At a glance we can learn a few things- Naive Bayes is my worst overall performer with a 56.65% accuracy. This makes sense given that the nature of the TransPop survey means a lot of questions are going to be correlated with each other, so the fundamental assumption of naive bayes will be violated. My KNN model clearly is overfitting to the skewed data, preferring to assume most tuples are positive. Logistic and J48 are both underperforming though in different ways- J48 is performing okay at class-wise TP-rate, FP-Rate, precision, and recall but is not as robust as Random Forest, especially for overall assessments like F-score, MCC, and ROC-area. Logistic is okay overall but is not competitive with Random Forest. Random Forest is my undisputed best overall model here, with no class-wise minimum performers and several class-wise maximum performers, including the overall summary statistics.

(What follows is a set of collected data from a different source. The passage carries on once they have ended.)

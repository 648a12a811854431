//! Generic CRUD execution for configured resources: index with filters, sort, search and
//! pagination; store, show, update, destroy; batch loading of includes.

use crate::config::{IncludeSpec, ResolvedModel, ResolvedResource};
use crate::error::{ApiError, AppError};
use crate::response::{key_string, LoadedInclude, Page};
use crate::service::RequestValidator;
use crate::sql::{
    delete, filter_eq, insert, select_by_column_in, select_by_id, select_list, update, BindValue, Direction,
    QueryBuf, SearchCompiler, SearchRequest, SearchSpec, RELEVANCE_ALIAS,
};
use crate::store::DbPool;
use serde_json::{Map, Value};
use std::collections::HashSet;

/// One `sort` entry; `-column` sorts descending.
#[derive(Clone, Debug, PartialEq, Eq)]
pub struct SortField {
    pub column: String,
    pub direction: Direction,
}

impl SortField {
    pub fn parse(raw: &str) -> Option<SortField> {
        let raw = raw.trim();
        let (column, direction) = match raw.strip_prefix('-') {
            Some(rest) => (rest, Direction::Desc),
            None => (raw.strip_prefix('+').unwrap_or(raw), Direction::Asc),
        };
        (!column.is_empty()).then(|| SortField {
            column: column.to_string(),
            direction,
        })
    }
}

/// What index needs from the request.
#[derive(Clone, Debug)]
pub struct ListQuery {
    pub filters: Vec<(String, String)>,
    pub sort: Vec<SortField>,
    pub search: Option<String>,
    pub page: u64,
    pub per_page: u64,
}

impl Default for ListQuery {
    fn default() -> Self {
        ListQuery {
            filters: Vec::new(),
            sort: Vec::new(),
            search: None,
            page: 1,
            per_page: 10,
        }
    }
}

pub struct CrudService;

impl CrudService {
    /// One page of rows. Filters are exact matches on known columns; unknown sort or filter
    /// columns are rejected. Search applies only to searchable resources.
    pub async fn index(pool: &DbPool, resource: &ResolvedResource, list: &ListQuery) -> Result<Page, AppError> {
        let d = pool.dialect();
        let table = resource.qualified_table();
        let mut q = select_list(d, resource);

        for (column, value) in &list.filters {
            if !resource.has_column(column) {
                return Err(ApiError::new("invalid_filter").with_detail([column.as_str()]).into());
            }
            filter_eq(&mut q, &format!("{}.{}", table, column), value);
        }

        let search = list
            .search
            .as_deref()
            .map(str::trim)
            .filter(|s| !s.is_empty() && resource.is_searchable());

        for field in &list.sort {
            if field.column == RELEVANCE_ALIAS && search.is_some() {
                q.order_by_raw(RELEVANCE_ALIAS, field.direction);
            } else if resource.has_column(&field.column) {
                q.order_by(&format!("{}.{}", table, field.column), field.direction);
            } else {
                return Err(ApiError::new("invalid_sort").with_detail([field.column.as_str()]).into());
            }
        }

        if let Some(text) = search {
            if let Some(columns) = resource.search_columns()? {
                let spec = SearchSpec::new(columns.clone(), &SearchRequest::new(text));
                q = SearchCompiler::new(d).apply(&q, &resource.search_target(&columns), &spec);
            }
        }
        if !q.has_orders() {
            q.order_by(&format!("{}.{}", table, resource.primary_key), Direction::Asc);
        }

        let count = QueryBuf::from(&q.count_query());
        let total = pool
            .fetch_optional(&count.sql, &count.params)
            .await?
            .and_then(|row| row.get("aggregate").and_then(Value::as_u64))
            .unwrap_or(0);

        let per_page = list.per_page.max(1);
        let page = list.page.max(1);
        q.limit(per_page).offset((page - 1) * per_page);
        let rows = Self::query_many(pool, &QueryBuf::from(&q)).await?;
        Ok(Page {
            rows,
            total,
            per_page,
            current_page: page,
        })
    }

    /// Fetch one row by primary key.
    pub async fn show(pool: &DbPool, resource: &ResolvedResource, id: &BindValue) -> Result<Option<Value>, AppError> {
        let q = select_by_id(pool.dialect(), resource, id.clone());
        Ok(pool.fetch_optional(&q.sql, &q.params).await?)
    }

    /// Validate with the create rules, insert, and return the stored row.
    pub async fn store(pool: &DbPool, resource: &ResolvedResource, attrs: &Map<String, Value>) -> Result<Value, AppError> {
        Self::reject_unknown(resource, attrs)?;
        RequestValidator::validate(attrs, &resource.rules.create)?;
        let d = pool.dialect();
        let q = insert(d, resource, attrs);
        if d.supports_returning() {
            return pool
                .fetch_optional(&q.sql, &q.params)
                .await?
                .ok_or(AppError::Db(sqlx::Error::RowNotFound));
        }
        let done = pool.execute(&q.sql, &q.params).await?;
        let id = match attrs.get(&resource.primary_key).filter(|v| !v.is_null()) {
            Some(v) => BindValue::from_json(v),
            None => BindValue::I64(done.last_insert_id.ok_or(AppError::Db(sqlx::Error::RowNotFound))?),
        };
        Self::show(pool, resource, &id)
            .await?
            .ok_or(AppError::Db(sqlx::Error::RowNotFound))
    }

    /// Validate present fields with the update rules, update, and re-read. `None` when the row is missing.
    pub async fn update(
        pool: &DbPool,
        resource: &ResolvedResource,
        id: &BindValue,
        attrs: &Map<String, Value>,
    ) -> Result<Option<Value>, AppError> {
        Self::reject_unknown(resource, attrs)?;
        RequestValidator::validate_partial(attrs, &resource.rules.update)?;
        if Self::show(pool, resource, id).await?.is_none() {
            return Ok(None);
        }
        if let Some(q) = update(pool.dialect(), resource, id.clone(), attrs) {
            pool.execute(&q.sql, &q.params).await?;
        }
        Self::show(pool, resource, id).await
    }

    /// Delete one row by id. Returns the deleted row, or `None` when it was missing.
    pub async fn destroy(pool: &DbPool, resource: &ResolvedResource, id: &BindValue) -> Result<Option<Value>, AppError> {
        let Some(row) = Self::show(pool, resource, id).await? else {
            return Ok(None);
        };
        let q = delete(pool.dialect(), resource, id.clone());
        pool.execute(&q.sql, &q.params).await?;
        Ok(Some(row))
    }

    /// Resolve requested include names; unknown names are rejected together.
    pub fn include_specs(resource: &ResolvedResource, names: &[String]) -> Result<Vec<IncludeSpec>, ApiError> {
        let mut unknown = Vec::new();
        let mut specs = Vec::new();
        for name in names {
            match resource.include(name) {
                Some(spec) => specs.push(spec.clone()),
                None => unknown.push(name.as_str()),
            }
        }
        if unknown.is_empty() {
            return Ok(specs);
        }
        Err(unknown
            .into_iter()
            .fold(ApiError::new("invalid_include"), |err, name| err.with_detail([name])))
    }

    /// Batch-load related rows for `rows`: one `WHERE <foreign_key> IN (...)` per include.
    pub async fn load_includes(
        pool: &DbPool,
        model: &ResolvedModel,
        specs: &[IncludeSpec],
        rows: &[Value],
    ) -> Result<Vec<LoadedInclude>, AppError> {
        let mut out = Vec::with_capacity(specs.len());
        for spec in specs {
            let related = model
                .resource_by_name(&spec.related)
                .ok_or_else(|| ApiError::new("server_error").with_detail([format!("unknown resource {}", spec.related)]))?;
            let mut seen = HashSet::new();
            let keys: Vec<BindValue> = rows
                .iter()
                .filter_map(|r| r.get(&spec.local_key))
                .filter(|v| key_string(v).is_some_and(|k| seen.insert(k)))
                .map(BindValue::from_json)
                .collect();
            let related_rows = if keys.is_empty() {
                Vec::new()
            } else {
                let q = select_by_column_in(pool.dialect(), related, &spec.foreign_key, keys);
                Self::query_many(pool, &q).await?
            };
            tracing::debug!(include = %spec.name, rows = related_rows.len(), "loaded include");
            out.push(LoadedInclude {
                spec: spec.clone(),
                rows: related_rows,
            });
        }
        Ok(out)
    }

    fn reject_unknown(resource: &ResolvedResource, attrs: &Map<String, Value>) -> Result<(), ApiError> {
        let mut unknown: Vec<&str> = attrs
            .keys()
            .map(String::as_str)
            .filter(|k| !resource.has_column(k))
            .collect();
        if unknown.is_empty() {
            return Ok(());
        }
        unknown.sort_unstable();
        Err(unknown
            .into_iter()
            .fold(ApiError::new("unknown_attribute"), |err, k| err.with_detail([k])))
    }

    async fn query_many(pool: &DbPool, q: &QueryBuf) -> Result<Vec<Value>, AppError> {
        Ok(pool.fetch_all(&q.sql, &q.params).await?)
    }
}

The next step is two fold-- try and reduce the number of features for consideration to only look at areas where an intervention can be proposed to improve the life satisfaction of the survey respondents, and use those attributes which are highly predictive in a Random Forest model to guide a proposal. And then, build a public facing dashboard so novel analyses can be performed using other potential class metrics, such as satisfaction in health care.